Thompson v. Brannan

76 Cal. 618 | Cal. | 1888

Paterson, J.

The complaint alleged that while the plaintiff was seised in fee and in the possession of the premises in controversy, defendants jointly and without right entered into possession thereof, and ousted and ejected plaintiff therefrom, and unlawfully withheld the possession thereof from plaintiff to his damage in the sum of three hundred dollars; and the answer denied that the defendants, or any of them, took possession or “ousted or ejected plaintiff therefrom or from any part thereof, or to his damage in any sum whatever.” These allegations and denials made issues as to ouster and damages, and were so considered by the court. The findings of the court are clumsily drawn, but substantially cover the issues, and show upon their face that the ambiguity is due to erroneous capitalization and punctuation.

The judgment was entered July 7,1884. A memorandum of costs was filed by plaintiff’s attorney on July 11, 1884. An affidavit of service of the cost bill was made by one Dexter, in which he stated “that he received the memorandum of costs herein, verified by D. W. Bur-chard, counsel for plaintiff; that he filed it on the eleventh day of July, 1884, and took a copy thereof to serve on the defendant’s counsel. He then placed a true copy of said memorandum of costs in an envelope, and duly stamped it and addressed it to N. A. Dorn, counsel for defendants, and took it personally to the postmaster of Salinas City post-office, and told said postmaster to put it then and there (handing it to him) in Mr. Dorn’s box. That thereafter—the exact date affiant does not remember—this affiant asked the-'said Dorn if he had so received the said paper on said eleventh day of July, 1884, to which he, said Dorn, replied that he did so get it.”

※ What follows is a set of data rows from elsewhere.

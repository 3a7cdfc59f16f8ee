//! Typed error handling for the property API
//!
//! Every failure that can reach a client is an [`AppError`]. Handlers and
//! services return `Result<T, AppError>` and propagate with `?`; the only place
//! an error is turned into an HTTP response is [`AppError::into_response`],
//! which renders an RFC 7807 problem body:
//!
//! ```json
//! {
//!   "type": "about:blank",
//!   "title": "NOT_FOUND",
//!   "status": 404,
//!   "detail": "Property not found with id 999",
//!   "code": "NOT_FOUND"
//! }
//! ```
//!
//! Field validation failures additionally carry an `errors` list of
//! `{field, message, rejectedValue}` records.

use axum::Json;
use axum::http::{StatusCode, header};
use axum::response::{IntoResponse, Response};
use serde::Serialize;
use serde_json::Value;
use std::fmt;

/// Media type of every error body
pub const PROBLEM_JSON: &str = "application/problem+json";

// =============================================================================
// Error codes
// =============================================================================

/// Error kind tag, each with a fixed HTTP status
#[derive(Debug, Clone, Copy, PartialEq, Eq, Hash)]
pub enum ErrorCode {
    NotFound,
    BadRequest,
    Conflict,
    InternalError,
}

impl ErrorCode {
    pub fn status_code(self) -> StatusCode {
        match self {
            ErrorCode::NotFound => StatusCode::NOT_FOUND,
            ErrorCode::BadRequest => StatusCode::BAD_REQUEST,
            ErrorCode::Conflict => StatusCode::CONFLICT,
            ErrorCode::InternalError => StatusCode::INTERNAL_SERVER_ERROR,
        }
    }

    pub fn as_str(self) -> &'static str {
        match self {
            ErrorCode::NotFound => "NOT_FOUND",
            ErrorCode::BadRequest => "BAD_REQUEST",
            ErrorCode::Conflict => "CONFLICT",
            ErrorCode::InternalError => "INTERNAL_ERROR",
        }
    }
}

impl fmt::Display for ErrorCode {
    fn fmt(&self, f: &mut fmt::Formatter<'_>) -> fmt::Result {
        f.write_str(self.as_str())
    }
}

// =============================================================================
// Field errors
// =============================================================================

/// A single failed field constraint on a request body
#[derive(Debug, Clone, PartialEq, Serialize)]
#[serde(rename_all = "camelCase")]
pub struct FieldError {
    /// Name of the offending field as it appears in the JSON body
    pub field: String,
    /// Human-readable constraint message
    pub message: String,
    /// The raw value that was rejected (`null` when the field was absent)
    pub rejected_value: Value,
}

impl FieldError {
    pub fn new(field: impl Into<String>, message: impl Into<String>, rejected_value: Value) -> Self {
        Self {
            field: field.into(),
            message: message.into(),
            rejected_value,
        }
    }
}

impl fmt::Display for FieldError {
    fn fmt(&self, f: &mut fmt::Formatter<'_>) -> fmt::Result {
        write!(f, "{}: {}", self.field, self.message)
    }
}

// =============================================================================
// Application error
// =============================================================================

/// The error type of the whole request pipeline
#[derive(Debug)]
pub enum AppError {
    /// Referenced identity does not exist
    NotFound(String),

    /// Caller-supplied data conflicts with the operation semantics
    BadRequest(String),

    /// Reserved for state conflicts; no current operation raises it
    Conflict(String),

    /// Any unclassified failure, including storage failures
    Internal(String),

    /// Request body failed one or more field constraints
    Validation(Vec<FieldError>),
}

/// Convenience alias used by services and handlers
pub type AppResult<T> = Result<T, AppError>;

impl AppError {
    pub fn not_found(message: impl Into<String>) -> Self {
        AppError::NotFound(message.into())
    }

    pub fn bad_request(message: impl Into<String>) -> Self {
        AppError::BadRequest(message.into())
    }

    pub fn conflict(message: impl Into<String>) -> Self {
        AppError::Conflict(message.into())
    }

    pub fn internal(message: impl Into<String>) -> Self {
        AppError::Internal(message.into())
    }

    /// The canonical "no such property" error
    pub fn property_not_found(id: i64) -> Self {
        AppError::NotFound(format!("Property not found with id {}", id))
    }

    pub fn error_code(&self) -> ErrorCode {
        match self {
            AppError::NotFound(_) => ErrorCode::NotFound,
            AppError::BadRequest(_) | AppError::Validation(_) => ErrorCode::BadRequest,
            AppError::Conflict(_) => ErrorCode::Conflict,
            AppError::Internal(_) => ErrorCode::InternalError,
        }
    }

    pub fn status_code(&self) -> StatusCode {
        self.error_code().status_code()
    }

    /// Detail line of the problem body
    pub fn detail(&self) -> String {
        match self {
            AppError::NotFound(msg)
            | AppError::BadRequest(msg)
            | AppError::Conflict(msg)
            | AppError::Internal(msg) => msg.clone(),
            AppError::Validation(_) => "Validation Failed".to_string(),
        }
    }

    /// Build the problem body for this error
    pub fn to_problem(&self) -> ProblemDetail {
        let mut problem = ProblemDetail::new(self.error_code(), self.detail());
        if let AppError::Validation(errors) = self {
            problem.errors = Some(errors.clone());
        }
        problem
    }
}

impl fmt::Display for AppError {
    fn fmt(&self, f: &mut fmt::Formatter<'_>) -> fmt::Result {
        match self {
            AppError::Validation(errors) => {
                let fields: Vec<String> = errors.iter().map(ToString::to_string).collect();
                write!(f, "Validation Failed: {}", fields.join(", "))
            }
            other => write!(f, "{}", other.detail()),
        }
    }
}

impl std::error::Error for AppError {}

impl IntoResponse for AppError {
    fn into_response(self) -> Response {
        match &self {
            AppError::Internal(msg) => tracing::error!(error = %msg, "internal error"),
            other => tracing::debug!(code = %other.error_code(), error = %other, "request failed"),
        }
        self.to_problem().into_response()
    }
}

/// Storage and other opaque failures surface as internal errors
impl From<anyhow::Error> for AppError {
    fn from(err: anyhow::Error) -> Self {
        AppError::Internal(format!("{:#}", err))
    }
}

// =============================================================================
// Problem body
// =============================================================================

/// RFC 7807 problem body shared by every error response
#[derive(Debug, Clone, PartialEq, Serialize)]
pub struct ProblemDetail {
    #[serde(rename = "type")]
    pub problem_type: String,
    pub title: String,
    pub status: u16,
    pub detail: String,
    pub code: String,
    #[serde(skip_serializing_if = "Option::is_none")]
    pub errors: Option<Vec<FieldError>>,
}

impl ProblemDetail {
    pub fn new(code: ErrorCode, detail: impl Into<String>) -> Self {
        Self {
            problem_type: "about:blank".to_string(),
            title: code.as_str().to_string(),
            status: code.status_code().as_u16(),
            detail: detail.into(),
            code: code.as_str().to_string(),
            errors: None,
        }
    }

    fn status_code(&self) -> StatusCode {
        StatusCode::from_u16(self.status).unwrap_or(StatusCode::INTERNAL_SERVER_ERROR)
    }
}

impl IntoResponse for ProblemDetail {
    fn into_response(self) -> Response {
        (
            self.status_code(),
            [(header::CONTENT_TYPE, PROBLEM_JSON)],
            Json(self),
        )
            .into_response()
    }
}

// =============================================================================
// Tests
// =============================================================================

*620Under the decisions of this court we must hold that there was no service of the cost bill. The attorney for the plaintiff lived at San Francisco, and the attorney for the defendant at Salinas City. In Reed v. Allison, 61 Cal. 461, it is said: “But a deposit in a post-office in the county or place in which a party may be served by mail, as his residence or office, would not constitute service on him by mail, because a service on him at his residence or office in his own county, to be effectual, must be made personally or constructively in the manner prescribed by subdivisions 1 and 2 of section 1011 of the Code of Civil Procedure.....Therefore, to constitute service by mail, the deposit in the post-office must be made in the post-office at the place where the attorney making the service resides or has his office.....And the affidavit of service must show a strict compliance with the provisions of the statute, otherwise the evidence must be held insufficient to establish the fact of service.” (See also Cunningham v. Warnekey, 61 Cal. 507; Steele v. Supervisors of Merced County, 62 Cal. 6; Pacific M. L. I. Co. v. Shepardson, ante, p. 876.) It is important that there should be a uniform rule in such cases, and we think that the decisions upon the question involved should be adhered to.

The cause is remanded, with directions to the court below to modify the judgment by striking out the words, “together with said plaintiff's costs and disbursements incurred in this action, amounting to the sum of $97.75,” and as so modified the judgment is affirmed.

McKinstry, 3., and Search, C. J., concurred.